Unfortunately, Senate Bill 215 appears to be an overly prescriptive measure; legislators should work to amend it before final passage.
To its credit, SB 215 establishes a needed framework for oversight of online charter schools. Online enrollments have grown faster than almost anyone expected, and neither the state Board of Education nor the state Department of Education has had enough rules or policies in place to regulate them.
This bill creates a division of online learning within the department. It also requires the state board to set rules for online charter schools that draw students from two or more districts. That appears to be directed at Hope, which is chartered by the Vilas School District but operates 79 "learning centers" in 16 districts, most of them along the Front Range.
The bill passed 5-2 in the Senate Education Committee last week, with several amendments, and more amendments are expected.
As introduced, however, the bill seems intended to hold online charters to a higher standard than other charter schools, to give them more limited resources and to give local districts too much influence over where learning centers can be established.
If the state board writes rules for multi-district online charters in the expectation that Hope's model will be the principal one, it may become very difficult for other innovators who develop a different model - and it seems likely that some will - to get their plan certified by the online division.

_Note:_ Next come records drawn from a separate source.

//! Mapping from raw backend rows to [`MemoryEntry`].
//!
//! Memory rows arrive loosely shaped: `content` is either a plain string or
//! an object `{"text": ..., "metadata": {...}}` (older rows use
//! `{"parts": [{"text": ...}]}`), and timestamps are strings. This module is
//! the one place that knows those shapes. Rows without a parseable
//! timestamp are dropped here, so every entry past this point has one.

use chrono::{DateTime, Utc};
use sanskara_core::memory::{MemoryEntry, MemoryKind, MemoryScope};
use serde::Deserialize;
use serde_json::{Value, json};
use tracing::debug;

/// `metadata.type` of a session summary row.
pub(crate) const SUMMARY_TYPE: &str = "session_final_summary";

/// One memory row as a backend hands it over.
#[derive(Debug, Clone, Default, Deserialize)]
pub struct RawMemoryRow {
    #[serde(default)]
    pub id: Option<String>,
    #[serde(default)]
    pub content: Value,
    #[serde(default)]
    pub created_at: Option<String>,
    #[serde(default)]
    pub author: Option<String>,
}

/// Convert a raw row into an entry of `scope`.
///
/// Returns `None` when the timestamp is missing or not RFC 3339.
pub fn to_memory_entry(row: RawMemoryRow, scope: &MemoryScope) -> Option<MemoryEntry> {
    let Some(created_at) = row.created_at.as_deref().and_then(parse_timestamp) else {
        debug!(id = ?row.id, "Dropping memory row without a usable timestamp");
        return None;
    };

    let (text, metadata) = split_content(&row.content);
    let mut entry = MemoryEntry::new(scope.clone(), text, created_at);
    entry.id = row.id.unwrap_or_default();

    if let Some(meta) = metadata {
        if meta.get("type").and_then(Value::as_str) == Some(SUMMARY_TYPE) {
            entry.kind = MemoryKind::SessionFinalSummary;
        }
        entry.session_id = ["session_id", "adk_session_id"]
            .iter()
            .find_map(|key| meta.get(*key).and_then(Value::as_str))
            .map(str::to_owned);
        entry.author = meta.get("author").and_then(Value::as_str).map(str::to_owned);
    }
    if row.author.is_some() {
        entry.author = row.author;
    }

    Some(entry)
}

/// The JSON `content` column written for `entry`; [`to_memory_entry`] reads
/// it back.
pub fn content_json(entry: &MemoryEntry) -> Value {
    let mut metadata = serde_json::Map::new();
    if entry.kind == MemoryKind::SessionFinalSummary {
        metadata.insert("type".into(), json!(SUMMARY_TYPE));
    }
    if let Some(session_id) = &entry.session_id {
        metadata.insert("session_id".into(), json!(session_id));
    }
    if let Some(author) = &entry.author {
        metadata.insert("author".into(), json!(author));
    }
    json!({ "text": entry.text, "metadata": metadata })
}

fn parse_timestamp(raw: &str) -> Option<DateTime<Utc>> {
    DateTime::parse_from_rfc3339(raw.trim())
        .ok()
        .map(|dt| dt.with_timezone(&Utc))
}

fn split_content(content: &Value) -> (String, Option<&serde_json::Map<String, Value>>) {
    match content {
        Value::String(text) => (text.clone(), None),
        Value::Object(obj) => {
            let text = obj
                .get("text")
                .and_then(Value::as_str)
                .or_else(|| {
                    obj.get("parts")?
                        .as_array()?
                        .first()?
                        .get("text")?
                        .as_str()
                })
                .unwrap_or_default()
                .to_owned();
            (text, obj.get("metadata").and_then(Value::as_object))
        }
        _ => (String::new(), None),
    }
}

The bill contains pages of educational boilerplate describing all the things an online program has to do to meet quality standards - and never mind that there is precious little evidence that any other kind of school accomplishes these things successfully for all or even most students.

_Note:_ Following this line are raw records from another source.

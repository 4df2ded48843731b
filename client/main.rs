// rtbuf-request: send one request to a buffer server and print the response
use clap::Parser;
use rtbuf_client::{BufferClient, ClientConfig, Command, Message};
use std::process;
use tracing::error;
use tracing_subscriber::EnvFilter;

#[derive(Parser)]
#[command(name = "rtbuf-request")]
#[command(about = "Send a single request to a real-time buffer server", long_about = None)]
#[command(version = "0.1.0")]
struct Cli {
    /// Buffer server host
    #[arg(short = 'a', long, env = "RTBUF_HOST")]
    host: Option<String>,

    /// Buffer server port
    #[arg(short, long, env = "RTBUF_PORT")]
    port: Option<u16>,

    /// Connect through a Unix socket instead of TCP (host and port are ignored)
    #[arg(short, long, value_name = "PATH")]
    unix: Option<String>,

    /// Command name (e.g. GET_HDR) or numeric code (e.g. 0x0201)
    #[arg(short, long, default_value = "GET_HDR", value_parser = parse_command)]
    command: Command,

    /// Request payload as hex
    #[arg(long, value_name = "HEX", default_value = "", value_parser = parse_payload)]
    payload: HexBytes,
}

#[derive(Debug, Clone, PartialEq, Eq)]
struct HexBytes(Vec<u8>);

fn parse_command(s: &str) -> Result<Command, String> {
    if let Some(cmd) = Command::from_name(s) {
        return Ok(cmd);
    }
    let code = match s.strip_prefix("0x").or_else(|| s.strip_prefix("0X")) {
        Some(hex) => u16::from_str_radix(hex, 16),
        None => s.parse(),
    };
    code.map(Command).map_err(|_| format!("unknown command: {}", s))
}

fn parse_payload(s: &str) -> Result<HexBytes, String> {
    hex::decode(s)
        .map(HexBytes)
        .map_err(|e| format!("invalid hex payload: {}", e))
}

fn run(cli: Cli) -> rtbuf_client::Result<Message> {
    let mut client = match cli.unix {
        Some(ref path) => BufferClient::connect_unix(path)?,
        None => {
            let mut config = ClientConfig::from_env()?;
            if let Some(host) = cli.host {
                config.host = host;
            }
            if let Some(port) = cli.port {
                config.port = port;
            }
            BufferClient::from_config(&config)?
        }
    };

    let response = client.call(cli.command, cli.payload.0)?;
    client.disconnect()?;
    Ok(response)
}

fn main() {
    tracing_subscriber::fmt()
        .with_env_filter(EnvFilter::from_default_env())
        .with_writer(std::io::stderr)
        .init();

    let cli = Cli::parse();
    let sent = cli.command;

    match run(cli) {
        Ok(response) => {
            let now = chrono::Local::now().format("%Y/%m/%d %H:%M:%S%.6f");
            println!(
                "{} {} -> {} bufsize={} [{}]",
                now,
                sent,
                response.command(),
                response.bufsize(),
                hex::encode(response.payload())
            );
        }
        Err(e) => {
            error!("{} request failed: {}", sent, e);
            eprintln!("rtbuf-request: {}", e);
            process::exit(1);
        }
    }
}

For instance, one quality standard is that "the online program uses learning activities that engage students in active learning; provide students with multiple learning paths to master the content based on student needs; reflect multicultural education; are accurate, current, and free of bias; and provide ample opportunities for interaction and student-to-student, student-to-instructor, and instructor-to-student communication."
That's part (f) of a list that goes from (a) to (n). As a list of aspirations, we suppose, it may be helpful. But as a list of statutory mandates, it is ridiculously detailed and inflexible.
A bill regulating online education is likely to pass in some form, since the idea has at least some bipartisan support. But SB 215 still needs a lot of work, with less concern with making life difficult for schools such as Hope.